__DATASET RECORDS__.
--- START ---

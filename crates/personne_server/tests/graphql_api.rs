mod common;

use common::{spawn_server, TestServer, RESET_TOKEN};
use serde_json::{json, Value};

async fn graphql(server: &TestServer, query: &str, variables: Value, token: Option<&str>) -> Value {
    let mut request = server
        .client
        .post(server.url("/graphql"))
        .json(&json!({ "query": query, "variables": variables }));
    if let Some(token) = token {
        request = request.header("x-admin-token", token);
    }
    let response = request.send().await.unwrap();
    assert!(response.status().is_success());
    response.json().await.unwrap()
}

const CREATE: &str = r#"
    mutation Create($input: PersonneInput!) {
        createPersonne(input: $input) { id nom prenom telephone dateNaissance }
    }
"#;

async fn create(server: &TestServer, input: Value) -> Value {
    graphql(server, CREATE, json!({ "input": input }), None).await
}

#[tokio::test]
async fn create_mutation_normalizes_fields() {
    let server = spawn_server(None).await;

    let body = create(
        &server,
        json!({
            "nom": "dupont",
            "prenom": "MARIE",
            "telephone": "06 12 34 56 78",
            "dateNaissance": "1990-01-01"
        }),
    )
    .await;

    let created = &body["data"]["createPersonne"];
    assert_eq!(created["id"], 1);
    assert_eq!(created["nom"], "DUPONT");
    assert_eq!(created["prenom"], "Marie");
    assert_eq!(created["telephone"], "0612345678");
    assert_eq!(created["dateNaissance"], "1990-01-01");
}

#[tokio::test]
async fn queries_list_fetch_and_search() {
    let server = spawn_server(None).await;
    create(&server, json!({"nom": "dupont", "prenom": "marie"})).await;
    create(&server, json!({"nom": "dupuis", "prenom": "jean", "telephone": "0798765432"})).await;
    create(&server, json!({"nom": "martin", "prenom": "paul"})).await;

    let all = graphql(&server, "{ allPersonnes { id nom } }", json!({}), None).await;
    assert_eq!(all["data"]["allPersonnes"].as_array().unwrap().len(), 3);

    let one = graphql(&server, "{ personne(id: 2) { nom prenom } }", json!({}), None).await;
    assert_eq!(one["data"]["personne"]["nom"], "DUPUIS");
    assert_eq!(one["data"]["personne"]["prenom"], "Jean");

    let search = graphql(
        &server,
        r#"{ searchPersonnes(nom: "Dup") { nom } }"#,
        json!({}),
        None,
    )
    .await;
    let noms: Vec<_> = search["data"]["searchPersonnes"]
        .as_array()
        .unwrap()
        .iter()
        .map(|p| p["nom"].as_str().unwrap().to_string())
        .collect();
    assert_eq!(noms, vec!["DUPONT", "DUPUIS"]);

    let by_phone = graphql(
        &server,
        r#"{ searchPersonnes(nom: "dup", telephone: "9876") { nom } }"#,
        json!({}),
        None,
    )
    .await;
    assert_eq!(by_phone["data"]["searchPersonnes"][0]["nom"], "DUPUIS");
    assert_eq!(by_phone["data"]["searchPersonnes"].as_array().unwrap().len(), 1);
}

#[tokio::test]
async fn errors_carry_codes_in_extensions() {
    let server = spawn_server(None).await;
    create(&server, json!({"nom": "dupont", "prenom": "marie", "telephone": "0612345678"})).await;

    let duplicate = create(
        &server,
        json!({"nom": "durand", "prenom": "paul", "telephone": "0612 345 678"}),
    )
    .await;
    assert_eq!(duplicate["errors"][0]["extensions"]["code"], "duplicate_phone");

    let missing = graphql(&server, "{ personne(id: 99) { id } }", json!({}), None).await;
    assert_eq!(missing["errors"][0]["extensions"]["code"], "not_found");

    let too_young = create(
        &server,
        json!({"nom": "bebe", "prenom": "lea", "dateNaissance": chrono::Local::now().date_naive().to_string()}),
    )
    .await;
    assert_eq!(too_young["errors"][0]["extensions"]["code"], "too_young");
}

#[tokio::test]
async fn update_and_delete_mutations() {
    let server = spawn_server(None).await;
    create(&server, json!({"nom": "dupont", "prenom": "marie", "telephone": "0612345678"})).await;

    let updated = graphql(
        &server,
        r#"
        mutation Update($input: PersonneInput!) {
            updatePersonne(id: 1, input: $input) { id nom telephone }
        }
        "#,
        json!({"input": {"nom": "dupont-durand", "prenom": "marie", "telephone": "06 12 34 56 78"}}),
        None,
    )
    .await;
    assert_eq!(updated["data"]["updatePersonne"]["nom"], "DUPONT-DURAND");
    assert_eq!(updated["data"]["updatePersonne"]["telephone"], "0612345678");

    let blank = graphql(
        &server,
        r#"mutation { updatePersonne(id: 1, input: {nom: "", prenom: "marie"}) { id } }"#,
        json!({}),
        None,
    )
    .await;
    assert_eq!(blank["errors"][0]["extensions"]["code"], "invalid_input");

    let deleted = graphql(&server, "mutation { deletePersonne(id: 1) }", json!({}), None).await;
    assert_eq!(deleted["data"]["deletePersonne"], true);

    let again = graphql(&server, "mutation { deletePersonne(id: 1) }", json!({}), None).await;
    assert_eq!(again["errors"][0]["extensions"]["code"], "not_found");
}

#[tokio::test]
async fn reset_table_mutation_is_gated() {
    let server = spawn_server(Some(RESET_TOKEN)).await;
    create(&server, json!({"nom": "dupont", "prenom": "marie"})).await;

    let refused = graphql(&server, "mutation { resetTable }", json!({}), None).await;
    assert_eq!(refused["errors"][0]["extensions"]["code"], "forbidden");

    let accepted = graphql(&server, "mutation { resetTable }", json!({}), Some(RESET_TOKEN)).await;
    assert_eq!(accepted["data"]["resetTable"], true);

    let next = create(&server, json!({"nom": "martin", "prenom": "paul"})).await;
    assert_eq!(next["data"]["createPersonne"]["id"], 1);
}
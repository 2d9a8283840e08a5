//! Core domain logic for the personne record service.
//! This crate is the single source of truth for validation and normalization.

pub mod db;
pub mod logging;
pub mod model;
pub mod repo;
pub mod service;

pub use logging::{default_log_level, init_logging, logging_status};
pub use model::personne::{NewPersonne, Personne, PersonneId, PersonneInput};
pub use repo::personne_repo::{
    PersonneRepository, PersonneSearch, RepoError, RepoResult, SqlitePersonneRepository,
};
pub use service::personne_service::{PersonneService, PersonneServiceError, ServiceResult};

/// Returns the core crate version.
pub fn core_version() -> &'static str {
    env!("CARGO_PKG_VERSION")
}
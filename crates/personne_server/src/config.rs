//! Server configuration.
//!
//! # Responsibility
//! - Load the TOML configuration file and apply section defaults.
//! - Validate bind address, database location and reset gating.
//!
//! # Invariants
//! - A loaded config has passed `validate()`.
//! - `admin.reset_token = None` disables the reset endpoint entirely.

use serde::Deserialize;
use std::fs;
use std::net::SocketAddr;
use std::path::{Path, PathBuf};
use thiserror::Error;

/// Database path that selects an in-memory store.
pub const IN_MEMORY_DATABASE: &str = ":memory:";

const MAX_CONFIG_FILE_SIZE: usize = 64 * 1024;

/// Configuration loading and validation failures.
#[derive(Debug, Error)]
pub enum ConfigError {
    #[error("config io error: {0}")]
    Io(String),
    #[error("config parse error: {0}")]
    Parse(String),
    #[error("invalid config: {0}")]
    Invalid(String),
}

/// Top-level server configuration.
#[derive(Debug, Clone, Default, Deserialize, PartialEq, Eq)]
#[serde(deny_unknown_fields)]
pub struct ServerConfig {
    #[serde(default)]
    pub server: HttpConfig,
    #[serde(default)]
    pub database: DatabaseConfig,
    #[serde(default)]
    pub logging: LoggingConfig,
    #[serde(default)]
    pub admin: AdminConfig,
}

/// HTTP listener settings.
#[derive(Debug, Clone, Deserialize, PartialEq, Eq)]
#[serde(deny_unknown_fields)]
pub struct HttpConfig {
    #[serde(default = "default_bind")]
    pub bind: String,
}

impl Default for HttpConfig {
    fn default() -> Self {
        Self {
            bind: default_bind(),
        }
    }
}

/// SQLite store location.
#[derive(Debug, Clone, Deserialize, PartialEq, Eq)]
#[serde(deny_unknown_fields)]
pub struct DatabaseConfig {
    /// File path, or `:memory:` for a throwaway store.
    #[serde(default = "default_database_path")]
    pub path: String,
}

impl Default for DatabaseConfig {
    fn default() -> Self {
        Self {
            path: default_database_path(),
        }
    }
}

/// Logging level and optional file directory.
#[derive(Debug, Clone, Deserialize, PartialEq, Eq)]
#[serde(deny_unknown_fields)]
pub struct LoggingConfig {
    #[serde(default = "default_log_level")]
    pub level: String,
    /// Absolute directory for rolling files; stderr when absent.
    #[serde(default)]
    pub dir: Option<String>,
}

impl Default for LoggingConfig {
    fn default() -> Self {
        Self {
            level: default_log_level(),
            dir: None,
        }
    }
}

/// Gating for destructive operations.
#[derive(Debug, Clone, Default, Deserialize, PartialEq, Eq)]
#[serde(deny_unknown_fields)]
pub struct AdminConfig {
    /// Value expected in the `x-admin-token` header for table resets.
    #[serde(default)]
    pub reset_token: Option<String>,
}

impl ServerConfig {
    /// Loads configuration from `path`, or defaults when `path` is `None`.
    ///
    /// # Errors
    ///
    /// Returns [`ConfigError`] when reading, parsing or validation fails.
    pub fn load(path: Option<&Path>) -> Result<Self, ConfigError> {
        let Some(path) = path else {
            let mut config = Self::default();
            config.validate()?;
            return Ok(config);
        };

        let bytes = fs::read(path)
            .map_err(|err| ConfigError::Io(format!("{}: {err}", path.display())))?;
        if bytes.len() > MAX_CONFIG_FILE_SIZE {
            return Err(ConfigError::Invalid(
                "config file exceeds size limit".to_string(),
            ));
        }
        let content = std::str::from_utf8(&bytes)
            .map_err(|_| ConfigError::Invalid("config file must be utf-8".to_string()))?;
        Self::from_toml_str(content)
    }

    /// Parses and validates configuration from TOML text.
    ///
    /// # Errors
    ///
    /// Returns [`ConfigError`] when parsing or validation fails.
    pub fn from_toml_str(content: &str) -> Result<Self, ConfigError> {
        let mut config: Self =
            toml::from_str(content).map_err(|err| ConfigError::Parse(err.to_string()))?;
        config.validate()?;
        Ok(config)
    }

    /// Validates the configuration for internal consistency.
    ///
    /// # Errors
    ///
    /// Returns [`ConfigError::Invalid`] describing the first violation.
    pub fn validate(&mut self) -> Result<(), ConfigError> {
        self.bind_addr()?;

        self.database.path = self.database.path.trim().to_string();
        if self.database.path.is_empty() {
            return Err(ConfigError::Invalid(
                "database.path must not be empty".to_string(),
            ));
        }

        if let Some(token) = &self.admin.reset_token {
            if token.trim().is_empty() {
                return Err(ConfigError::Invalid(
                    "admin.reset_token must not be empty when set".to_string(),
                ));
            }
        }
        Ok(())
    }

    /// Parsed listener address.
    ///
    /// # Errors
    ///
    /// Returns [`ConfigError::Invalid`] when `server.bind` is not `host:port`.
    pub fn bind_addr(&self) -> Result<SocketAddr, ConfigError> {
        self.server
            .bind
            .parse()
            .map_err(|_| ConfigError::Invalid(format!("invalid bind address `{}`", self.server.bind)))
    }

    /// File path of the store, `None` for the in-memory store.
    pub fn database_file(&self) -> Option<PathBuf> {
        if self.database.path == IN_MEMORY_DATABASE {
            None
        } else {
            Some(PathBuf::from(&self.database.path))
        }
    }
}

fn default_bind() -> String {
    "127.0.0.1:8080".to_string()
}

fn default_database_path() -> String {
    "personnes.sqlite3".to_string()
}

fn default_log_level() -> String {
    personne_core::default_log_level().to_string()
}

--- END ---

Find every line above where the word "listener" occurs, and copy that line.

__THE COMPLETED TASK__.
/// HTTP listener settings.
    /// Parsed listener address.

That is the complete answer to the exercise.